(What the task asks): The lines from the top of the data down to the line with "summary.datapoints" should be repeated exactly, both ends included.

[Task input Boundary: Start]

use std::sync::mpsc::Sender;

use super::binning::ResistanceGrid;
use super::config::Config;
use super::curves::{build_curves, ResistanceCurve};
use super::error::{ConfigError, ProcessorError};
use super::ramp::{group_by_setpoint, order_ramps, Ramp, RampSummary};
use super::table::MeasurementTable;
use super::worker_status::{Stage, WorkerStatus};
use super::writer::{GridSummary, ProductWriter, RunSummary};

/// Everything produced from one measurement table
#[derive(Debug, Clone)]
pub struct TableProducts {
    pub summary: RunSummary,
    pub grid: Option<ResistanceGrid>,
    pub curves: Option<Vec<ResistanceCurve>>,
}

fn report(
    tx: &Sender<WorkerStatus>,
    progress: f32,
    table_index: usize,
    worker_id: &usize,
    stage: Stage,
) -> Result<(), ProcessorError> {
    tx.send(WorkerStatus::new(progress, table_index, *worker_id, stage))?;
    Ok(())
}

/// Run the whole transform on one table of the config.
///
/// Load, group by setpoint, sort by field, then build the grid and/or curves requested by
/// the config and write them with the run summary. Each call is independent of any other.
pub fn process_table(
    config: &Config,
    table_index: usize,
    tx: &Sender<WorkerStatus>,
    worker_id: &usize,
) -> Result<TableProducts, ProcessorError> {
    let path = config
        .table_paths
        .get(table_index)
        .ok_or(ConfigError::BadTableIndex(table_index))?;
    let bins = config.field_bins()?;
    let conversion = config.sheet_resistance()?;
    let writer = ProductWriter::new(config, path)?;

    report(tx, 0.0, table_index, worker_id, Stage::Loading)?;
    let table = MeasurementTable::read(path, &config.columns).map_err(|source| {
        ProcessorError::TableError {
            path: path.clone(),
            source,
        }
    })?;

    report(tx, 0.25, table_index, worker_id, Stage::Grouping)?;
    let ramps = group_by_setpoint(&table);
    log::info!(
        "Found {} temperature setpoints in {} rows",
        ramps.len(),
        table.len()
    );
    let ramp_summaries: Vec<RampSummary> = ramps
        .iter()
        .map(|ramp| {
            let summary = ramp.summary();
            log::info!(
                "Setpoint {} K -- mean temp: {}, datapoints: {}",
                summary.setpoint,
                summary.mean_probe_temperature,
                summary.datapoints
            );
            summary
        })
        .collect();
    let sorted = order_ramps(
        ramps.iter().map(Ramp::sorted_by_field).collect(),
        config.temperature_order,
    );

    let mut summary = RunSummary::new(
        config,
        path,
        conversion.unit_label(),
        table.len(),
        ramp_summaries,
    )?;

    let grid = if config.make_grid {
        report(tx, 0.5, table_index, worker_id, Stage::Binning)?;
        let full_coverage = config.require_full_coverage;
        let grid = ResistanceGrid::build(&sorted, &bins, &conversion, full_coverage)
            .map_err(|source| ProcessorError::BinningError {
                path: path.clone(),
                source,
            })?;
        let (field_bins, temperature_steps) = grid.shape();
        let empty_cells = grid.empty_cells();
        if empty_cells > 0 {
            log::warn!(
                "{} of {} grid cells have no data and are written as '{}'",
                empty_cells,
                field_bins * temperature_steps,
                config.no_data_marker
            );
        }
        summary.grid = Some(GridSummary {
            field_bins,
            temperature_steps,
            empty_cells,
            extents: grid.extents(config.temperature_axis.as_ref()),
        });
        Some(grid)
    } else {
        None
    };

    let curves = if config.make_curves {
        report(tx, 0.65, table_index, worker_id, Stage::Curves)?;
        let curves = build_curves(&sorted, &conversion);
        summary.curves = Some(curves.len());
        Some(curves)
    } else {
        None
    };

    report(tx, 0.8, table_index, worker_id, Stage::Writing)?;
    if let Some(grid) = &grid {
        writer.write_grid(grid)?;
    }
    if let Some(curves) = &curves {
        writer.write_curves(curves)?;
    }
    writer.write_summary(&summary)?;

    report(tx, 1.0, table_index, worker_id, Stage::Done)?;
    Ok(TableProducts {
        summary,
        grid,
        curves,
    })
}

/// Process every table in the config, one after another.
pub fn process(
    config: Config,
    tx: Sender<WorkerStatus>,
    worker_id: usize,
) -> Result<(), ProcessorError> {
    let all_tables = (0..config.table_paths.len()).collect();
    process_subset(config, tx, worker_id, all_tables)
}

/// Process a subset of tables (by index into `table_paths`)
pub fn process_subset(
    config: Config,
    tx: Sender<WorkerStatus>,
    worker_id: usize,
    subset: Vec<usize>,
) -> Result<(), ProcessorError> {
    for table_index in subset {
        log::info!("Processing table {}...", table_index);
        process_table(&config, table_index, &tx, &worker_id)?;
        log::info!("Finished processing table {}.", table_index);
    }
    Ok(())
}

/// Divide the tables in to a set of subsets (per thread/worker)
pub fn create_subsets(config: &Config) -> Vec<Vec<usize>> {
    let mut subsets: Vec<Vec<usize>> = vec![Vec::new(); config.n_threads.max(1) as usize];
    let n_subsets = subsets.len();

    for idx in 0..config.table_paths.len() {
        subsets[idx % n_subsets].push(idx)
    }

    subsets
}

[Task input Boundary: End]

(Response to this task):
use std::sync::mpsc::Sender;

use super::binning::ResistanceGrid;
use super::config::Config;
use super::curves::{build_curves, ResistanceCurve};
use super::error::{ConfigError, ProcessorError};
use super::ramp::{group_by_setpoint, order_ramps, Ramp, RampSummary};
use super::table::MeasurementTable;
use super::worker_status::{Stage, WorkerStatus};
use super::writer::{GridSummary, ProductWriter, RunSummary};

/// Everything produced from one measurement table
#[derive(Debug, Clone)]
pub struct TableProducts {
    pub summary: RunSummary,
    pub grid: Option<ResistanceGrid>,
    pub curves: Option<Vec<ResistanceCurve>>,
}

fn report(
    tx: &Sender<WorkerStatus>,
    progress: f32,
    table_index: usize,
    worker_id: &usize,
    stage: Stage,
) -> Result<(), ProcessorError> {
    tx.send(WorkerStatus::new(progress, table_index, *worker_id, stage))?;
    Ok(())
}

/// Run the whole transform on one table of the config.
///
/// Load, group by setpoint, sort by field, then build the grid and/or curves requested by
/// the config and write them with the run summary. Each call is independent of any other.
pub fn process_table(
    config: &Config,
    table_index: usize,
    tx: &Sender<WorkerStatus>,
    worker_id: &usize,
) -> Result<TableProducts, ProcessorError> {
    let path = config
        .table_paths
        .get(table_index)
        .ok_or(ConfigError::BadTableIndex(table_index))?;
    let bins = config.field_bins()?;
    let conversion = config.sheet_resistance()?;
    let writer = ProductWriter::new(config, path)?;

    report(tx, 0.0, table_index, worker_id, Stage::Loading)?;
    let table = MeasurementTable::read(path, &config.columns).map_err(|source| {
        ProcessorError::TableError {
            path: path.clone(),
            source,
        }
    })?;

    report(tx, 0.25, table_index, worker_id, Stage::Grouping)?;
    let ramps = group_by_setpoint(&table);
    log::info!(
        "Found {} temperature setpoints in {} rows",
        ramps.len(),
        table.len()
    );
    let ramp_summaries: Vec<RampSummary> = ramps
        .iter()
        .map(|ramp| {
            let summary = ramp.summary();
            log::info!(
                "Setpoint {} K -- mean temp: {}, datapoints: {}",
                summary.setpoint,
                summary.mean_probe_temperature,
                summary.datapoints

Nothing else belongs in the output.